Perhaps I'm stopping all the other people from selling their little life-form keyrings. 

Guess what the first sale in the first five minutes of the exhibition was.  Go on, guess.

Yes!  A little keyring.
Hmm.

Thursday 3 November 2011

Red dots of loveliness

Bit of a mad day couple of days (aren't they all?)

First off, having enrolled myself on an "increase your fluency in French" course (see no. 3 on the holiday resolutions list), I spent two hours yesterday morning in mild panic at not being able to remember my avoirs and my etres.

While I was out, the Whippet had been a Very Good Boy and slept all morning, so I took him out for a bit of squirrel chasing, came back and mounted up a few pieces of work, "cooked" dinner (slightly ashamed to say that I switched on the oven and used some scissors to open the pizza box...) and then went to teach for three hours.

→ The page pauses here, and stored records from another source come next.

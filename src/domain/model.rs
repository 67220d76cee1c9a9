use serde::{de, Deserialize, Deserializer, Serialize, Serializer};
use std::collections::BTreeMap;

/// Separator between a catalog path and the dataset name inside it.
pub const PATH_SEPARATOR: char = '/';

pub fn join_path(catalog_path: &str, name: &str) -> String {
    format!(
        "{}{}{}",
        catalog_path.trim_end_matches(PATH_SEPARATOR),
        PATH_SEPARATOR,
        name
    )
}

/// Splits `<catalog>/<name>` at the last separator.
pub fn split_path(path: &str) -> Option<(&str, &str)> {
    path.rsplit_once(PATH_SEPARATOR)
        .filter(|(catalog, name)| !catalog.is_empty() && !name.is_empty())
}

/// Strips owner/database qualification: `db.owner.Parcels` -> `Parcels`.
pub fn unqualified_name(name: &str) -> &str {
    name.rsplit('.').next().unwrap_or(name)
}

#[derive(Debug, Clone, PartialEq, Serialize, Deserialize)]
pub struct DatasetDescriptor {
    pub name: String,
    #[serde(default, skip_serializing_if = "String::is_empty")]
    pub catalog_path: String,
    #[serde(flatten)]
    pub kind: DatasetKind,
}

impl DatasetDescriptor {
    pub fn unqualified_name(&self) -> &str {
        unqualified_name(&self.name)
    }

    /// Full path of the dataset in its own catalog, usable as a template.
    pub fn source_path(&self) -> String {
        join_path(&self.catalog_path, &self.name)
    }

    pub fn data_type(&self) -> &str {
        self.kind.data_type()
    }

    pub fn fields(&self) -> &[FieldDescriptor] {
        match &self.kind {
            DatasetKind::FeatureClass(fc) => &fc.fields,
            DatasetKind::Table(table) => &table.fields,
            DatasetKind::RelationshipClass(rel) => &rel.fields,
            DatasetKind::Other { .. } => &[],
        }
    }
}

/// Dataset type, stored as a `kind` tag next to the type's own properties.
///
/// Any tag other than the three cloneable kinds reads as `Other`, so one
/// raster or topology entry does not make the whole catalog unreadable.
#[derive(Debug, Clone, PartialEq)]
pub enum DatasetKind {
    FeatureClass(FeatureClassDescriptor),
    Table(TableDescriptor),
    RelationshipClass(RelationshipClassDescriptor),
    Other { data_type: String },
}

#[derive(Serialize)]
#[serde(tag = "kind")]
enum TaggedKindRef<'a> {
    FeatureClass(&'a FeatureClassDescriptor),
    Table(&'a TableDescriptor),
    RelationshipClass(&'a RelationshipClassDescriptor),
}

#[derive(Deserialize)]
#[serde(tag = "kind")]
enum TaggedKind {
    FeatureClass(FeatureClassDescriptor),
    Table(TableDescriptor),
    RelationshipClass(RelationshipClassDescriptor),
}

#[derive(Serialize)]
struct OtherKind<'a> {
    kind: &'a str,
}

impl Serialize for DatasetKind {
    fn serialize<S: Serializer>(&self, serializer: S) -> std::result::Result<S::Ok, S::Error> {
        match self {
            DatasetKind::FeatureClass(fc) => TaggedKindRef::FeatureClass(fc).serialize(serializer),
            DatasetKind::Table(table) => TaggedKindRef::Table(table).serialize(serializer),
            DatasetKind::RelationshipClass(rel) => {
                TaggedKindRef::RelationshipClass(rel).serialize(serializer)
            }
            DatasetKind::Other { data_type } => OtherKind { kind: data_type }.serialize(serializer),
        }
    }
}

impl<'de> Deserialize<'de> for DatasetKind {
    fn deserialize<D: Deserializer<'de>>(deserializer: D) -> std::result::Result<Self, D::Error> {
        let value = serde_json::Value::deserialize(deserializer)?;
        let kind = value
            .get("kind")
            .and_then(serde_json::Value::as_str)
            .ok_or_else(|| <D::Error as de::Error>::missing_field("kind"))?;

        match kind {
            "FeatureClass" | "Table" | "RelationshipClass" => {
                let tagged: TaggedKind = serde_json::from_value(value)
                    .map_err(<D::Error as de::Error>::custom)?;
                Ok(match tagged {
                    TaggedKind::FeatureClass(fc) => DatasetKind::FeatureClass(fc),
                    TaggedKind::Table(table) => DatasetKind::Table(table),
                    TaggedKind::RelationshipClass(rel) => DatasetKind::RelationshipClass(rel),
                })
            }
            other => Ok(DatasetKind::Other {
                data_type: other.to_string(),
            }),
        }
    }
}

impl DatasetKind {
    pub fn data_type(&self) -> &str {
        match self {
            DatasetKind::FeatureClass(_) => "FeatureClass",
            DatasetKind::Table(_) => "Table",
            DatasetKind::RelationshipClass(_) => "RelationshipClass",
            DatasetKind::Other { data_type } => data_type,
        }
    }
}

#[derive(Debug, Clone, Copy, PartialEq, Eq, Serialize, Deserialize)]
pub enum ShapeType {
    Point,
    Multipoint,
    Polyline,
    Polygon,
    Multipatch,
    /// No geometry type defined; cannot be used as a template.
    Any,
}

#[derive(Debug, Clone, PartialEq, Eq, Serialize, Deserialize)]
pub enum FeatureType {
    Simple,
    Annotation,
    Dimension,
    CoverageAnnotation,
    RasterCatalogItem,
    #[serde(other)]
    Other,
}

#[derive(Debug, Clone, PartialEq, Serialize, Deserialize)]
pub struct FeatureClassDescriptor {
    pub shape_type: ShapeType,
    #[serde(default = "simple_feature_type")]
    pub feature_type: FeatureType,
    #[serde(default)]
    pub has_m: bool,
    #[serde(default)]
    pub has_z: bool,
    #[serde(default)]
    pub spatial_reference: Option<String>,
    #[serde(default)]
    pub fields: Vec<FieldDescriptor>,
}

fn simple_feature_type() -> FeatureType {
    FeatureType::Simple
}

#[derive(Debug, Clone, PartialEq, Serialize, Deserialize)]
pub struct TableDescriptor {
    #[serde(default)]
    pub fields: Vec<FieldDescriptor>,
}

#[derive(Debug, Clone, Copy, PartialEq, Eq, Serialize, Deserialize)]
pub enum FieldType {
    #[serde(rename = "OID")]
    Oid,
    #[serde(rename = "GlobalID")]
    GlobalId,
    Geometry,
    SmallInteger,
    Integer,
    Single,
    Double,
    String,
    Date,
    #[serde(rename = "GUID")]
    Guid,
    Blob,
    Raster,
}

#[derive(Debug, Clone, PartialEq, Serialize, Deserialize)]
pub struct FieldDescriptor {
    pub name: String,
    #[serde(rename = "type")]
    pub field_type: FieldType,
    #[serde(default, skip_serializing_if = "Option::is_none")]
    pub domain: Option<String>,
}

impl FieldDescriptor {
    pub fn new(name: impl Into<String>, field_type: FieldType) -> Self {
        Self {
            name: name.into(),
            field_type,
            domain: None,
        }
    }

    pub fn with_domain(mut self, domain: impl Into<String>) -> Self {
        self.domain = Some(domain.into());
        self
    }
}

#[derive(Debug, Clone, Copy, PartialEq, Eq, Serialize, Deserialize)]
pub enum DomainFieldType {
    Short,
    Long,
    Float,
    Double,
    Text,
    Date,
}

#[derive(Debug, Clone, Copy, PartialEq, Eq, Serialize, Deserialize)]
pub enum DomainKind {
    CodedValue,
    Range,
}

#[derive(Debug, Clone, Copy, PartialEq, Eq, Serialize, Deserialize)]
pub enum SplitPolicy {
    DefaultValue,
    Duplicate,
    GeometryRatio,
}

#[derive(Debug, Clone, Copy, PartialEq, Eq, Serialize, Deserialize)]
pub enum MergePolicy {
    AreaWeighted,
    DefaultValue,
    SumValues,
}

#[derive(Debug, Clone, PartialEq, Serialize, Deserialize)]
pub struct DomainDescriptor {
    pub name: String,
    #[serde(default)]
    pub description: String,
    pub field_type: DomainFieldType,
    pub domain_type: DomainKind,
    #[serde(default = "default_split")]
    pub split_policy: SplitPolicy,
    #[serde(default = "default_merge")]
    pub merge_policy: MergePolicy,
    #[serde(default, skip_serializing_if = "BTreeMap::is_empty")]
    pub coded_values: BTreeMap<String, String>,
    #[serde(default, skip_serializing_if = "Option::is_none")]
    pub range: Option<(f64, f64)>,
}

fn default_split() -> SplitPolicy {
    SplitPolicy::DefaultValue
}

fn default_merge() -> MergePolicy {
    MergePolicy::DefaultValue
}

#[derive(Debug, Clone, Copy, PartialEq, Eq, Serialize, Deserialize)]
pub enum Notification {
    None,
    Forward,
    Backward,
    Both,
}

#[derive(Debug, Clone, Copy, PartialEq, Eq, Serialize, Deserialize)]
pub enum Cardinality {
    OneToOne,
    OneToMany,
    ManyToMany,
}

#[derive(Debug, Clone, PartialEq, Eq, Serialize, Deserialize)]
pub struct KeyPair {
    pub primary: String,
    pub foreign: String,
}

impl KeyPair {
    pub fn new(primary: impl Into<String>, foreign: impl Into<String>) -> Self {
        Self {
            primary: primary.into(),
            foreign: foreign.into(),
        }
    }
}

#[derive(Debug, Clone, PartialEq, Eq, Serialize, Deserialize)]
pub struct RelationshipRule {
    #[serde(default)]
    pub origin_subtype: Option<i32>,
    #[serde(default)]
    pub destination_subtype: Option<i32>,
    #[serde(default)]
    pub origin_minimum: u32,
    #[serde(default)]
    pub origin_maximum: u32,
    #[serde(default)]
    pub destination_minimum: u32,
    #[serde(default)]
    pub destination_maximum: u32,
}

#[derive(Debug, Clone, PartialEq, Serialize, Deserialize)]
pub struct RelationshipClassDescriptor {
    pub origin_class_names: Vec<String>,
    pub destination_class_names: Vec<String>,
    #[serde(default)]
    pub is_composite: bool,
    #[serde(default)]
    pub forward_path_label: String,
    #[serde(default)]
    pub backward_path_label: String,
    pub notification: Notification,
    pub cardinality: Cardinality,
    #[serde(default)]
    pub is_attributed: bool,
    pub origin_keys: KeyPair,
    #[serde(default)]
    pub destination_keys: Option<KeyPair>,
    #[serde(default)]
    pub relationship_rules: Vec<RelationshipRule>,
    /// Attribute table fields; only meaningful when attributed.
    #[serde(default)]
    pub fields: Vec<FieldDescriptor>,
}

impl RelationshipClassDescriptor {
    pub fn origin_table(&self) -> Option<&str> {
        self.origin_class_names
            .first()
            .map(|name| unqualified_name(name))
    }

    pub fn destination_table(&self) -> Option<&str> {
        self.destination_class_names
            .first()
            .map(|name| unqualified_name(name))
    }
}

#[cfg(test)]
mod tests {
    use super::*;

    #[test]
    fn test_unqualified_name_strips_owner_prefix() {
        assert_eq!(unqualified_name("gis.owner.Parcels"), "Parcels");
        assert_eq!(unqualified_name("Parcels"), "Parcels");
    }

    #[test]
    fn test_split_and_join_path() {
        let path = join_path("data/source.json/", "owner.Parcels");
        assert_eq!(path, "data/source.json/owner.Parcels");
        assert_eq!(split_path(&path), Some(("data/source.json", "owner.Parcels")));
        assert_eq!(split_path("Parcels"), None);
        assert_eq!(split_path("catalog/"), None);
    }

    #[test]
    fn test_dataset_descriptor_from_json() {
        let json = serde_json::json!({
            "name": "owner.Parcels",
            "kind": "FeatureClass",
            "shape_type": "Polygon",
            "fields": [
                {"name": "OBJECTID", "type": "OID"},
                {"name": "ZONE", "type": "String", "domain": "Zoning"}
            ]
        });
        let desc: DatasetDescriptor = serde_json::from_value(json).unwrap();

        assert_eq!(desc.unqualified_name(), "Parcels");
        assert_eq!(desc.data_type(), "FeatureClass");
        assert_eq!(desc.fields()[1].domain.as_deref(), Some("Zoning"));
        match desc.kind {
            DatasetKind::FeatureClass(fc) => {
                assert_eq!(fc.shape_type, ShapeType::Polygon);
                assert_eq!(fc.feature_type, FeatureType::Simple);
            }
            other => panic!("unexpected kind {:?}", other),
        }
    }

    #[test]
    fn test_unsupported_kind_reads_as_other() {
        let json = serde_json::json!({
            "name": "Elevation",
            "kind": "RasterDataset",
            "bands": 3
        });
        let desc: DatasetDescriptor = serde_json::from_value(json).unwrap();

        assert_eq!(desc.data_type(), "RasterDataset");
        assert!(desc.fields().is_empty());

        let written = serde_json::to_value(&desc).unwrap();
        assert_eq!(written, serde_json::json!({"name": "Elevation", "kind": "RasterDataset"}));
    }

    #[test]
    fn test_known_kind_with_bad_properties_is_an_error() {
        let json = serde_json::json!({"name": "Parcels", "kind": "FeatureClass"});
        assert!(serde_json::from_value::<DatasetDescriptor>(json).is_err());
    }

    #[test]
    fn test_unknown_feature_type_maps_to_other() {
        let ft: FeatureType = serde_json::from_str("\"Dimensionless\"").unwrap();
        assert_eq!(ft, FeatureType::Other);
    }

    #[test]
    fn test_relationship_endpoints_use_first_name() {
        let rel = RelationshipClassDescriptor {
            origin_class_names: vec!["gis.owner.Parcels".to_string(), "Extra".to_string()],
            destination_class_names: vec![],
            is_composite: false,
            forward_path_label: String::new(),
            backward_path_label: String::new(),
            notification: Notification::None,
            cardinality: Cardinality::OneToMany,
            is_attributed: false,
            origin_keys: KeyPair::new("GlobalID", "ParcelGUID"),
            destination_keys: None,
            relationship_rules: vec![],
            fields: vec![],
        };
        assert_eq!(rel.origin_table(), Some("Parcels"));
        assert_eq!(rel.destination_table(), None);
    }
}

But when I came home it seemed that somebody hadn't been a Very Good Boy any more and I was told terrible tales of puppies eating beds and table cloths and barking naughtily and getting the jellywobbles about fireworks...(this is the same Whippet who ate a bit more of the dining room door on Monday when there were fireworks and he was alone for ten minutes).

So there was nothing for it but to stay up with the Very Nervous and Trembly Whippet and make a few cards:


which I finished some time after one o'clock in the morning.  But when I turned the light off, the Boy turned into a Very Lonely Whippet and did Barking and Singing.  We had a little chat, the Boy and I, and we all eventually got to sleep at 2am.

But no time for a lie-in!  Time to get up and drive to East Grinstead to help set up the exhibition:



Sorry for the gloom, the skies had gone black and torrential rain was lashing the windows by the time I got to take the photos.

Guess who did a Linda Monk workshop and made yet another chimney:


And because we needed more "big things" I took in my tree wallhanging, made in an inspired session of feltmaking a few years ago:


And already there are red dots!  Red dots of loveliness! 

So all the madness is worth it after all.

Now we just need to fix the Whippet.